# First haircut blues



## Chasing Mayzie (Aug 16, 2016)

I took Mayzie to the groomer we use for our Pomeranian. She said she had done "dozens" of Havanese. She said she would use the "longest lift comb" she had when I told her I wanted her to still have some length. I didn't know what a lift comb was, but she said, "if you want hair off the body, you must use a lift comb".

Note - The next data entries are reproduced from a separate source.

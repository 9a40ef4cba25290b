//! Integration tests for the evolutionary driver on household problems.

mod common;

use hems_sched::ea::{
    CancellationToken, EvolutionaryAlgorithm, Problem, StopReason, StoppingRule, VariableEncoding,
};
use hems_sched::random::RandomStream;

const HORIZON: i64 = 2 * 3600;

fn household(encoding: VariableEncoding) -> hems_sched::sim::HouseholdProblem {
    common::problem(
        vec![common::battery("battery", HORIZON), common::pv("pv")],
        encoding,
        HORIZON,
        11,
    )
}

#[test]
fn evaluation_budget_sets_generation_count() {
    let ea = EvolutionaryAlgorithm::new(
        common::small_algorithm(4),
        vec![StoppingRule::MaxEvaluations { max_evaluations: 8 }],
    )
    .unwrap();
    let problem = household(VariableEncoding::Binary);
    let mut rng = RandomStream::new(1).rng();
    let result = ea.run(&problem, &mut rng, &CancellationToken::new()).unwrap();

    assert_eq!(result.generations, 2);
    assert_eq!(result.evaluations, 8);
    assert_eq!(result.stop_reason, StopReason::MaxEvaluations);
    assert_eq!(result.best.chromosome.len(), problem.layout().len());
    assert!(result.best.fitness.is_finite());
}

#[test]
fn best_is_the_best_seen_in_any_generation() {
    let ea = EvolutionaryAlgorithm::new(
        common::small_algorithm(8),
        vec![StoppingRule::MaxEvaluations { max_evaluations: 80 }],
    )
    .unwrap();
    let problem = household(VariableEncoding::Binary);
    let mut rng = RandomStream::new(2).rng();
    let result = ea.run(&problem, &mut rng, &CancellationToken::new()).unwrap();

    assert_eq!(result.history.len(), result.generations);
    for stats in &result.history {
        assert!(result.best.fitness <= stats.best, "{stats:?}");
    }
    assert_eq!(result.population.len(), 8);
}

#[test]
fn equal_seeds_give_equal_results_across_thread_counts() {
    let problem = household(VariableEncoding::Real);
    let run = |threads: usize| {
        let mut params = common::small_algorithm(6);
        params.worker_threads = threads;
        let ea = EvolutionaryAlgorithm::new(params, vec![StoppingRule::MaxEvaluations { max_evaluations: 30 }])
            .unwrap();
        let mut rng = RandomStream::new(3).rng();
        ea.run(&problem, &mut rng, &CancellationToken::new()).unwrap()
    };
    let a = run(1);
    let b = run(4);
    assert_eq!(a.best.fitness, b.best.fitness);
    assert_eq!(a.best.chromosome, b.best.chromosome);
}

#[test]
fn cancelled_run_still_returns_a_best_solution() {
    let ea = EvolutionaryAlgorithm::new(
        common::small_algorithm(4),
        vec![StoppingRule::MaxEvaluations { max_evaluations: 10_000 }],
    )
    .unwrap();
    let problem = household(VariableEncoding::Binary);
    let cancel = CancellationToken::new();
    cancel.cancel();
    let mut rng = RandomStream::new(4).rng();
    let result = ea.run(&problem, &mut rng, &cancel).unwrap();
    assert_eq!(result.stop_reason, StopReason::Cancelled);
    assert_eq!(result.generations, 1);
    assert!(result.best.fitness.is_finite());
}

Sigh. Mayzie looks just so awful that I don't want to even change my avatar to how she presently looks. I've attached before and after pictures. The only thing I like about the cut is that her new colors are really pretty...delicate and feminine, and keeping some of the interesting tan and black splotches on her face, ears, and back (see photo). But mostly I am just waiting for it to grow out!

I called the groomer back and asked if other Havanese owners wanted this look, and she hedged and said that some do, some don't, and eventually said that some just want the outline cleaned up [with scissors, I suppose] and then give them a "pretty teddy bear face". I think that is what I would have wanted!

Questions: What words should I use next time to get her groomed where she retains her Havanese looks? And how long will it take to grow out?


----------



## krandall (Jun 11, 2009)

Chasing Mayzie said:


> I took Mayzie to the groomer we use for our Pomeranian. She said she had done "dozens" of Havanese. She said she would use the "longest lift comb" she had when I told her I wanted her to still have some length. I didn't know what a lift comb was, but she said, "if you want hair off the body, you must use a lift comb".
> 
> Sigh. Mayzie looks just so awful that I don't want to even change my avatar to how she presently looks. I've attached before and after pictures. The only thing I like about the cut is that her new colors are really pretty...delicate and feminine, and keeping some of the interesting tan and black splotches on her face, ears, and back (see photo). But mostly I am just waiting for it to grow out!
> 
> ...


Awww, she doesn't look bad. She DOES look like MANY Havanese I've seen in puppy cuts. Most people want to avoid grooming, so NEED it this short. And the good news is that it DOES grow back.

If you want it longer, she WILL need to be just scissored, which is a lot more expensive, usually, as it takes a lot more time and skill. One of the best ways, I think, is to bring photos along of how you want her to look. That isn't always a guarantee, because many Havs have different coat textures, and they don't all cut alike. But at least you can show the groomer what you are interested in achieving, and ask whether that's possible with your dog's coat type.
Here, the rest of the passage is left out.